→ **ASSIGNMENT**:
Among the records that follow, set down only the lines from the one containing "pub mod db;" to the one containing "pub mod uploads;", both included, exactly.

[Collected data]
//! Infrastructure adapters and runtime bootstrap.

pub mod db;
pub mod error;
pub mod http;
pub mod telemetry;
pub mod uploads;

--

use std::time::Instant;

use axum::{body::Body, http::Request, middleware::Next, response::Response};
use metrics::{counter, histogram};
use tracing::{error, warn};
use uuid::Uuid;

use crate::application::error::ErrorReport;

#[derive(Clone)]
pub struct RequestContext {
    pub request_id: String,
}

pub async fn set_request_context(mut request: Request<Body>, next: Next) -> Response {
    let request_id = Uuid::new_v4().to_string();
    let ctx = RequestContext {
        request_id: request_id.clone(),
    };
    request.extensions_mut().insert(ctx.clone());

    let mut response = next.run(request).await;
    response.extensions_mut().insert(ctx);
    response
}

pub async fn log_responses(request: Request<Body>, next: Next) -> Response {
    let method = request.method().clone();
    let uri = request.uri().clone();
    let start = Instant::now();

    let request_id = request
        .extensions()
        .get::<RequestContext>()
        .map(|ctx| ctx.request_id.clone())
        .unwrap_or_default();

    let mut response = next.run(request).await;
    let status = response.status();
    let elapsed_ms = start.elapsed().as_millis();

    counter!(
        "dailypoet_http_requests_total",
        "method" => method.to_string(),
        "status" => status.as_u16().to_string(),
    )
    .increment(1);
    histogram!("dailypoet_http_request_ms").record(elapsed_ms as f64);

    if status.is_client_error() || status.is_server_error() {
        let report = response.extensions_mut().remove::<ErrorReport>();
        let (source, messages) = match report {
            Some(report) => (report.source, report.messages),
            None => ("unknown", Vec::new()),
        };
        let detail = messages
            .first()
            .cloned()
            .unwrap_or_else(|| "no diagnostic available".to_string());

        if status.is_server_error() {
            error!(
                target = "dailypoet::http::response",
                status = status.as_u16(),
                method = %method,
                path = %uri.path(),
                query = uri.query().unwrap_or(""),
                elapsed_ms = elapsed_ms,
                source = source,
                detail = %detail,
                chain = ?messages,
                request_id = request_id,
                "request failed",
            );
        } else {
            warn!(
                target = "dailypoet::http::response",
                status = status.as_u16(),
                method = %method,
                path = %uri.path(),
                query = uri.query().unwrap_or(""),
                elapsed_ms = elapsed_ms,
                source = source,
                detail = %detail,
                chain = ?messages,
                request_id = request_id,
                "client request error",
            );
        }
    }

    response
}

→ **REPLY**:
pub mod db;
pub mod error;
pub mod http;
pub mod telemetry;
pub mod uploads;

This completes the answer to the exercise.